* Problem *
Of all the entries below, only the lines from the one with "target), observed_bits(p0, p1));" up to and including the one with "assert!(kl_divergence_bits(0.9, 0.1) >= 0.0);" are to be duplicated exactly.

* Provided material *
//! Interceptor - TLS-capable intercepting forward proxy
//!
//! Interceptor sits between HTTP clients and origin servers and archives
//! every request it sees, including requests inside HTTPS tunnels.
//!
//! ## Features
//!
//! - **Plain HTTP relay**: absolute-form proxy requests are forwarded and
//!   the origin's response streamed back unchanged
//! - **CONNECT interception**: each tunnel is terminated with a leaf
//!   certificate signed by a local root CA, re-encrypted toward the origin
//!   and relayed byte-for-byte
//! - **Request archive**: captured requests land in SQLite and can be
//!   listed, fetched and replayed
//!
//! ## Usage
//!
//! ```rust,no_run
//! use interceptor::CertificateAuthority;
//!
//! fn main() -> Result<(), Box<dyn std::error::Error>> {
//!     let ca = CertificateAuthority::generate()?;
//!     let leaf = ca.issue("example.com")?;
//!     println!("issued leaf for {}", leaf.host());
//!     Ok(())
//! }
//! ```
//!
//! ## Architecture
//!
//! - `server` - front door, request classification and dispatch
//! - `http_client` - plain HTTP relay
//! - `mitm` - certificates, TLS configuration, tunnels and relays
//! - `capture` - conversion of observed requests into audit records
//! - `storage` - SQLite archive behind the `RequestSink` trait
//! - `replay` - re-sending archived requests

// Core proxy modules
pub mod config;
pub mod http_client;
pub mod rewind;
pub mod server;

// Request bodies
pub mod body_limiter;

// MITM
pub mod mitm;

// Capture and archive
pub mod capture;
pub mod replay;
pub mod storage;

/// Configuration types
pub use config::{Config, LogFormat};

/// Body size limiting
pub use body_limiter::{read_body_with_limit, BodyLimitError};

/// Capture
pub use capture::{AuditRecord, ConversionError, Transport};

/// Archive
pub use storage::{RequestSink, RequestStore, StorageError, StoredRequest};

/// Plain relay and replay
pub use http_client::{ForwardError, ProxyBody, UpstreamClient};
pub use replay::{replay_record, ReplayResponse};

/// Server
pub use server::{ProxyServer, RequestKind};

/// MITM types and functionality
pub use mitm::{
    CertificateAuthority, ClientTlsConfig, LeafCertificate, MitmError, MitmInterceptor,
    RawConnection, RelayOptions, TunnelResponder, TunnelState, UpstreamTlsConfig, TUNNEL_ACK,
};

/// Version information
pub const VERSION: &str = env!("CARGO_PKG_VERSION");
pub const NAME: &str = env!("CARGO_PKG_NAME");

--

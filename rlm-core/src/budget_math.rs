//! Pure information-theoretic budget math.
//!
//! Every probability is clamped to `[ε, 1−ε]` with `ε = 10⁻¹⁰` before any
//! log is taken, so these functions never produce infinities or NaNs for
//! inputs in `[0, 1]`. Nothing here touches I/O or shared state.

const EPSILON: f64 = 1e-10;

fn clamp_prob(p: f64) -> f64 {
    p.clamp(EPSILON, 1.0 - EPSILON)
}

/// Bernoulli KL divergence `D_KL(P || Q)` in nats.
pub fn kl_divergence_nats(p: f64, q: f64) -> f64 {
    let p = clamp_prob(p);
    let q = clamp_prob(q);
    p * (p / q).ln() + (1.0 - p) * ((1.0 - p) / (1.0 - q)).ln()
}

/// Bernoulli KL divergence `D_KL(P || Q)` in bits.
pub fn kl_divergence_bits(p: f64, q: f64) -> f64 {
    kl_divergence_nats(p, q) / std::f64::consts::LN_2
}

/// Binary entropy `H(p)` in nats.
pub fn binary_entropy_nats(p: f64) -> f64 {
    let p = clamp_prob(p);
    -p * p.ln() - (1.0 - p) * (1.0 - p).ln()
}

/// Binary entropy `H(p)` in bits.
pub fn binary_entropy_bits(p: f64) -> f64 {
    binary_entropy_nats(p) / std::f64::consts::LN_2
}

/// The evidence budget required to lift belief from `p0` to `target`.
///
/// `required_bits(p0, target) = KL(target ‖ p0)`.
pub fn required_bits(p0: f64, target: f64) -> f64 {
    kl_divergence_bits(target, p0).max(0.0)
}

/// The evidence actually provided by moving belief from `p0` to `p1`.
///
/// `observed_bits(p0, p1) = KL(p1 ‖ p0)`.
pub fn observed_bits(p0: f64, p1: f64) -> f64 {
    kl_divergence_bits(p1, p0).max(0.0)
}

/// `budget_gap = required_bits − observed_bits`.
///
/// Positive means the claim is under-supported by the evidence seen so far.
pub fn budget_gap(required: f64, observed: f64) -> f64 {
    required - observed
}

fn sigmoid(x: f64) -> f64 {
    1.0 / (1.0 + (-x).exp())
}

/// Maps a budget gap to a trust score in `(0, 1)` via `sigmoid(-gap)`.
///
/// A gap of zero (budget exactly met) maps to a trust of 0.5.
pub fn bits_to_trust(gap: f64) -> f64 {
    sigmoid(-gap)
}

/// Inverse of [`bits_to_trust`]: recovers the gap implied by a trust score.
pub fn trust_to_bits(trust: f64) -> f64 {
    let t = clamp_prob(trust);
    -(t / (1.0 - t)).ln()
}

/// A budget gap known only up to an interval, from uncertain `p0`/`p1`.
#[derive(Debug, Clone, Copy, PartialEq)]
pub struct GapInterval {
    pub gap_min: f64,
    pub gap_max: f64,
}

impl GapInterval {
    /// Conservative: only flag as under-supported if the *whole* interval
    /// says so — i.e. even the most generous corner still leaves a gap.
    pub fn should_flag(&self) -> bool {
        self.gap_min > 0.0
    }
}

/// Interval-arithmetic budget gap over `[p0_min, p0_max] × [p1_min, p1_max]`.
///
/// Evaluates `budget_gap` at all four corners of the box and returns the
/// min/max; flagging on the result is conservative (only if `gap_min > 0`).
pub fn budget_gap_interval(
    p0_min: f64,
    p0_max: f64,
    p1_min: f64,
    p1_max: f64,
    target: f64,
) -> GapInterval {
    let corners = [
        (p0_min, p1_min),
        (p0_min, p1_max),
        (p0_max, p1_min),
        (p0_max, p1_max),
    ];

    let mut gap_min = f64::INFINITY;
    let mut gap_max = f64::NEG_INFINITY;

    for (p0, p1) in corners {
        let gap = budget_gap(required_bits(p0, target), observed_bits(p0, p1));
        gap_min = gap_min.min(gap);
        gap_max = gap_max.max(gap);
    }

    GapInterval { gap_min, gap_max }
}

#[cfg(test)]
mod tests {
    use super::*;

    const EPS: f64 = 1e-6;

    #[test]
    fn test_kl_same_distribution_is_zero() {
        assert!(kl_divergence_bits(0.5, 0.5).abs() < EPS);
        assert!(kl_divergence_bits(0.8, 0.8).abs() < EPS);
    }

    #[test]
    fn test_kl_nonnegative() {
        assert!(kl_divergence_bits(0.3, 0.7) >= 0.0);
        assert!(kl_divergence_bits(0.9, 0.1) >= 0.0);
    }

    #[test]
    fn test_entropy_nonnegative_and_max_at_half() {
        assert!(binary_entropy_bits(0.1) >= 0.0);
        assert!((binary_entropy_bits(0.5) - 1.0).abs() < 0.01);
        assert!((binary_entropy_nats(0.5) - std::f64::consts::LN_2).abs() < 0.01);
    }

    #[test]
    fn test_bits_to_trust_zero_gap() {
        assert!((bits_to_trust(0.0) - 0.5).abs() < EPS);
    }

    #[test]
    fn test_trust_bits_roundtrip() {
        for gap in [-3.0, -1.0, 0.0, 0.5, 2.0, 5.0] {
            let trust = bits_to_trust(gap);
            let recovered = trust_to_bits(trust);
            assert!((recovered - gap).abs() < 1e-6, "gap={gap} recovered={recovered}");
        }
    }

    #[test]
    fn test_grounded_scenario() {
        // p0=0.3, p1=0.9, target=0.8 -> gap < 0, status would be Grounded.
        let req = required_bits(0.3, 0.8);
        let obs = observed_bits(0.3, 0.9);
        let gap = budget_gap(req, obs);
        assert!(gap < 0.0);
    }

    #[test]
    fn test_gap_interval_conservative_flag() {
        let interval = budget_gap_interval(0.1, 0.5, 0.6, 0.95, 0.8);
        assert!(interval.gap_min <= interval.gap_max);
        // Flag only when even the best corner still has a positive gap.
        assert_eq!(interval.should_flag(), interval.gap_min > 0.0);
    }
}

* Result for this exercise *
        let gap = budget_gap(required_bits(p0, target), observed_bits(p0, p1));
        gap_min = gap_min.min(gap);
        gap_max = gap_max.max(gap);
    }

    GapInterval { gap_min, gap_max }
}

#[cfg(test)]
mod tests {
    use super::*;

    const EPS: f64 = 1e-6;

    #[test]
    fn test_kl_same_distribution_is_zero() {
        assert!(kl_divergence_bits(0.5, 0.5).abs() < EPS);
        assert!(kl_divergence_bits(0.8, 0.8).abs() < EPS);
    }

    #[test]
    fn test_kl_nonnegative() {
        assert!(kl_divergence_bits(0.3, 0.7) >= 0.0);
        assert!(kl_divergence_bits(0.9, 0.1) >= 0.0);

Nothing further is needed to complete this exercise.